=== Exercise data ===

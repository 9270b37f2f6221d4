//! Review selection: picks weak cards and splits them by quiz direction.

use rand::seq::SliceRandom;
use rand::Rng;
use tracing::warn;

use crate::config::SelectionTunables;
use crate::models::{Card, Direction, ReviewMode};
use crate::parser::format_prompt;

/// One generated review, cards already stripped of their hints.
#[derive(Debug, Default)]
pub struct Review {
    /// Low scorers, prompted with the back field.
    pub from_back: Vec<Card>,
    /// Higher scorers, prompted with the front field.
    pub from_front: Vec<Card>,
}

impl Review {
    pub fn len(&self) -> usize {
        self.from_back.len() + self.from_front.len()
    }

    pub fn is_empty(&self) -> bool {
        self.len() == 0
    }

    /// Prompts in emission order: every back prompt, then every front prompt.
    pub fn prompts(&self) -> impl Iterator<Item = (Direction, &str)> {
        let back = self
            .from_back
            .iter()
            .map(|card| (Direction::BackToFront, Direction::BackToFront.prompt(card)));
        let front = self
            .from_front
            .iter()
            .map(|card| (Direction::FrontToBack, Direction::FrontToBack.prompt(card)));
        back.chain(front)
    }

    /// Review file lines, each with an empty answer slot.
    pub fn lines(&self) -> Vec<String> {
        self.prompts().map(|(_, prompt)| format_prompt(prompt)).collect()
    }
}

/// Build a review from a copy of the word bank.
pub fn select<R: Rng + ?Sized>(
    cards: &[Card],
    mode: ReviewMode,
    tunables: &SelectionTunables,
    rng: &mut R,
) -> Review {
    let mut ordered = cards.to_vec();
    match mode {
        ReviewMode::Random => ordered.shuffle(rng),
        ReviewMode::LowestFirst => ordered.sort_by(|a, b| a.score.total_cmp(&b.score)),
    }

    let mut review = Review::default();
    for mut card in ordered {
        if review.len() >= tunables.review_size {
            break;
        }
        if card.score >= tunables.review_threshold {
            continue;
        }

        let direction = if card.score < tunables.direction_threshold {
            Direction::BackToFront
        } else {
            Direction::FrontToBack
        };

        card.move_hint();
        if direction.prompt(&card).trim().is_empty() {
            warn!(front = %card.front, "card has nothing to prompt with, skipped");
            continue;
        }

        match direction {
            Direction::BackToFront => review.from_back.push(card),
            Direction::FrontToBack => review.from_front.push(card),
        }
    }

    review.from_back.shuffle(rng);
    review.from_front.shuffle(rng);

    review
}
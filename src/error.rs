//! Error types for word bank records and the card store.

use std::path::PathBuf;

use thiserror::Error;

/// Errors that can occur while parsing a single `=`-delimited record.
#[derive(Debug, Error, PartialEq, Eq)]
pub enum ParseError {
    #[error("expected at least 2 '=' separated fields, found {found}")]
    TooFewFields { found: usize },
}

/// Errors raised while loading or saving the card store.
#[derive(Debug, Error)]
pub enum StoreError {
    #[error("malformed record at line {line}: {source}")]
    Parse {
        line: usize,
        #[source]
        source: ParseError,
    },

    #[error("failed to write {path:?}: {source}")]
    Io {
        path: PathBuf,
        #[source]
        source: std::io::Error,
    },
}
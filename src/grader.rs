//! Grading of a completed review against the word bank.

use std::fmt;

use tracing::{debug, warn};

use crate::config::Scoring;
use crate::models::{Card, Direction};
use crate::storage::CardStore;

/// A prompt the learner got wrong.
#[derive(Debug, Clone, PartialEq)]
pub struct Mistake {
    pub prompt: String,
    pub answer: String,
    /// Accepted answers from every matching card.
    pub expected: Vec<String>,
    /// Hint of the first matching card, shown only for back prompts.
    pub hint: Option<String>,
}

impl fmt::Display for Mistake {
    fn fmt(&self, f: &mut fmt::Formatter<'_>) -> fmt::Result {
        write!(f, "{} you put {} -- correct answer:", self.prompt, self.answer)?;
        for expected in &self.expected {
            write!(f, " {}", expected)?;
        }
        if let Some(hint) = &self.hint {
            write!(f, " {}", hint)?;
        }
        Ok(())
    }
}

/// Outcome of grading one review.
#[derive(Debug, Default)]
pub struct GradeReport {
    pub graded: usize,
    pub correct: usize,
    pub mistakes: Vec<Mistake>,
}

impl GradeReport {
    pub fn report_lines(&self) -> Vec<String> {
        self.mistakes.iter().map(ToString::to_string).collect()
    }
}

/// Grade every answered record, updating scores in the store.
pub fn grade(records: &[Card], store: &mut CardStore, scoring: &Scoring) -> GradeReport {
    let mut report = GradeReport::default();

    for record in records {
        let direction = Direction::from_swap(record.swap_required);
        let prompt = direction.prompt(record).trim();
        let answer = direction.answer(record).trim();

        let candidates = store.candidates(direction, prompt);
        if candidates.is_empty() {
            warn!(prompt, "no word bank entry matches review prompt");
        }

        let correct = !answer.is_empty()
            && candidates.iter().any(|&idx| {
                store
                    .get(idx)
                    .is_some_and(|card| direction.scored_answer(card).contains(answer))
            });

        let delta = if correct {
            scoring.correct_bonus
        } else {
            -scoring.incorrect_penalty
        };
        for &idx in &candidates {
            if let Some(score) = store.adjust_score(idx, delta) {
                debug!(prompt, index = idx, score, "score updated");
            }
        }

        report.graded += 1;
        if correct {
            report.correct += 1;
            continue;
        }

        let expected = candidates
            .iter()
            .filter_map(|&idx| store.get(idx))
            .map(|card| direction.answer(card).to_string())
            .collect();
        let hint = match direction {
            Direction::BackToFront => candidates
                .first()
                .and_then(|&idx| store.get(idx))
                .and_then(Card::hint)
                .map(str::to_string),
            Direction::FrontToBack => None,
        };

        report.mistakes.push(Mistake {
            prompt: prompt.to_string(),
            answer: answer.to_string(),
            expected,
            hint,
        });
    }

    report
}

===

Your job is to print all of the material again, word for word.

Response –
repository 9270b37f2f6221d4
//! Review selection: picks weak cards and splits them by quiz direction.

use rand::seq::SliceRandom;
use rand::Rng;
use tracing::warn;

use crate::config::SelectionTunables;
use crate::models::{Card, Direction, ReviewMode};
use crate::parser::format_prompt;

/// One generated review, cards already stripped of their hints.
#[derive(Debug, Default)]
pub struct Review {
    /// Low scorers, prompted with the back field.
    pub from_back: Vec<Card>,
    /// Higher scorers, prompted with the front field.
    pub from_front: Vec<Card>,
}

impl Review {
    pub fn len(&self) -> usize {
        self.from_back.len() + self.from_front.len()
    }

    pub fn is_empty(&self) -> bool {
        self.len() == 0
    }

    /// Prompts in emission order: every back prompt, then every front prompt.
    pub fn prompts(&self) -> impl Iterator<Item = (Direction, &str)> {
        let back = self
            .from_back
            .iter()
            .map(|card| (Direction::BackToFront, Direction::BackToFront.prompt(card)));
        let front = self
            .from_front
            .iter()
            .map(|card| (Direction::FrontToBack, Direction::FrontToBack.prompt(card)));
        back.chain(front)
    }

    /// Review file lines, each with an empty answer slot.
    pub fn lines(&self) -> Vec<String> {
        self.prompts().map(|(_, prompt)| format_prompt(prompt)).collect()
    }
}

/// Build a review from a copy of the word bank.
pub fn select<R: Rng + ?Sized>(
    cards: &[Card],
    mode: ReviewMode,
    tunables: &SelectionTunables,
    rng: &mut R,
) -> Review {
    let mut ordered = cards.to_vec();
    match mode {
        ReviewMode::Random => ordered.shuffle(rng),
        ReviewMode::LowestFirst => ordered.sort_by(|a, b| a.score.total_cmp(&b.score)),
    }

    let mut review = Review::default();
    for mut card in ordered {
        if review.len() >= tunables.review_size {
            break;
        }
        if card.score >= tunables.review_threshold {
            continue;
        }

        let direction = if card.score < tunables.direction_threshold {
            Direction::BackToFront
        } else {
            Direction::FrontToBack
        };

        card.move_hint();
        if direction.prompt(&card).trim().is_empty() {
            warn!(front = %card.front, "card has nothing to prompt with, skipped");
            continue;
        }

        match direction {
            Direction::BackToFront => review.from_back.push(card),
            Direction::FrontToBack => review.from_front.push(card),
        }
    }

    review.from_back.shuffle(rng);
    review.from_front.shuffle(rng);

    review
}
filename src/error.rs
//! Error types for word bank records and the card store.

use std::path::PathBuf;

use thiserror::Error;

/// Errors that can occur while parsing a single `=`-delimited record.
#[derive(Debug, Error, PartialEq, Eq)]
pub enum ParseError {
    #[error("expected at least 2 '=' separated fields, found {found}")]
    TooFewFields { found: usize },
}

/// Errors raised while loading or saving the card store.
#[derive(Debug, Error)]
pub enum StoreError {
    #[error("malformed record at line {line}: {source}")]
    Parse {
        line: usize,
        #[source]
        source: ParseError,
    },

    #[error("failed to write {path:?}: {source}")]
    Io {
        path: PathBuf,
        #[source]
        source: std::io::Error,
    },
}
filename src/grader.rs
//! Grading of a completed review against the word bank.

use std::fmt;

use tracing::{debug, warn};

use crate::config::Scoring;
use crate::models::{Card, Direction};
use crate::storage::CardStore;

/// A prompt the learner got wrong.
#[derive(Debug, Clone, PartialEq)]
pub struct Mistake {
    pub prompt: String,
    pub answer: String,
    /// Accepted answers from every matching card.
    pub expected: Vec<String>,
    /// Hint of the first matching card, shown only for back prompts.
    pub hint: Option<String>,
}

impl fmt::Display for Mistake {
    fn fmt(&self, f: &mut fmt::Formatter<'_>) -> fmt::Result {
        write!(f, "{} you put {} -- correct answer:", self.prompt, self.answer)?;
        for expected in &self.expected {
            write!(f, " {}", expected)?;
        }
        if let Some(hint) = &self.hint {
            write!(f, " {}", hint)?;
        }
        Ok(())
    }
}

/// Outcome of grading one review.
#[derive(Debug, Default)]
pub struct GradeReport {
    pub graded: usize,
    pub correct: usize,
    pub mistakes: Vec<Mistake>,
}

impl GradeReport {
    pub fn report_lines(&self) -> Vec<String> {
        self.mistakes.iter().map(ToString::to_string).collect()
    }
}

/// Grade every answered record, updating scores in the store.
pub fn grade(records: &[Card], store: &mut CardStore, scoring: &Scoring) -> GradeReport {
    let mut report = GradeReport::default();

    for record in records {
        let direction = Direction::from_swap(record.swap_required);
        let prompt = direction.prompt(record).trim();
        let answer = direction.answer(record).trim();

        let candidates = store.candidates(direction, prompt);
        if candidates.is_empty() {
            warn!(prompt, "no word bank entry matches review prompt");
        }

        let correct = !answer.is_empty()
            && candidates.iter().any(|&idx| {
                store
                    .get(idx)
                    .is_some_and(|card| direction.scored_answer(card).contains(answer))
            });

        let delta = if correct {
            scoring.correct_bonus
        } else {
            -scoring.incorrect_penalty
        };
        for &idx in &candidates {
            if let Some(score) = store.adjust_score(idx, delta) {
                debug!(prompt, index = idx, score, "score updated");
            }
        }

        report.graded += 1;
        if correct {
            report.correct += 1;
            continue;
        }

        let expected = candidates
            .iter()
            .filter_map(|&idx| store.get(idx))
            .map(|card| direction.answer(card).to_string())
            .collect();
        let hint = match direction {
            Direction::BackToFront => candidates
                .first()
                .and_then(|&idx| store.get(idx))
                .and_then(Card::hint)
                .map(str::to_string),
            Direction::FrontToBack => None,
        };

        report.mistakes.push(Mistake {
            prompt: prompt.to_string(),
            answer: answer.to_string(),
            expected,
            hint,
        });
    }

    report
}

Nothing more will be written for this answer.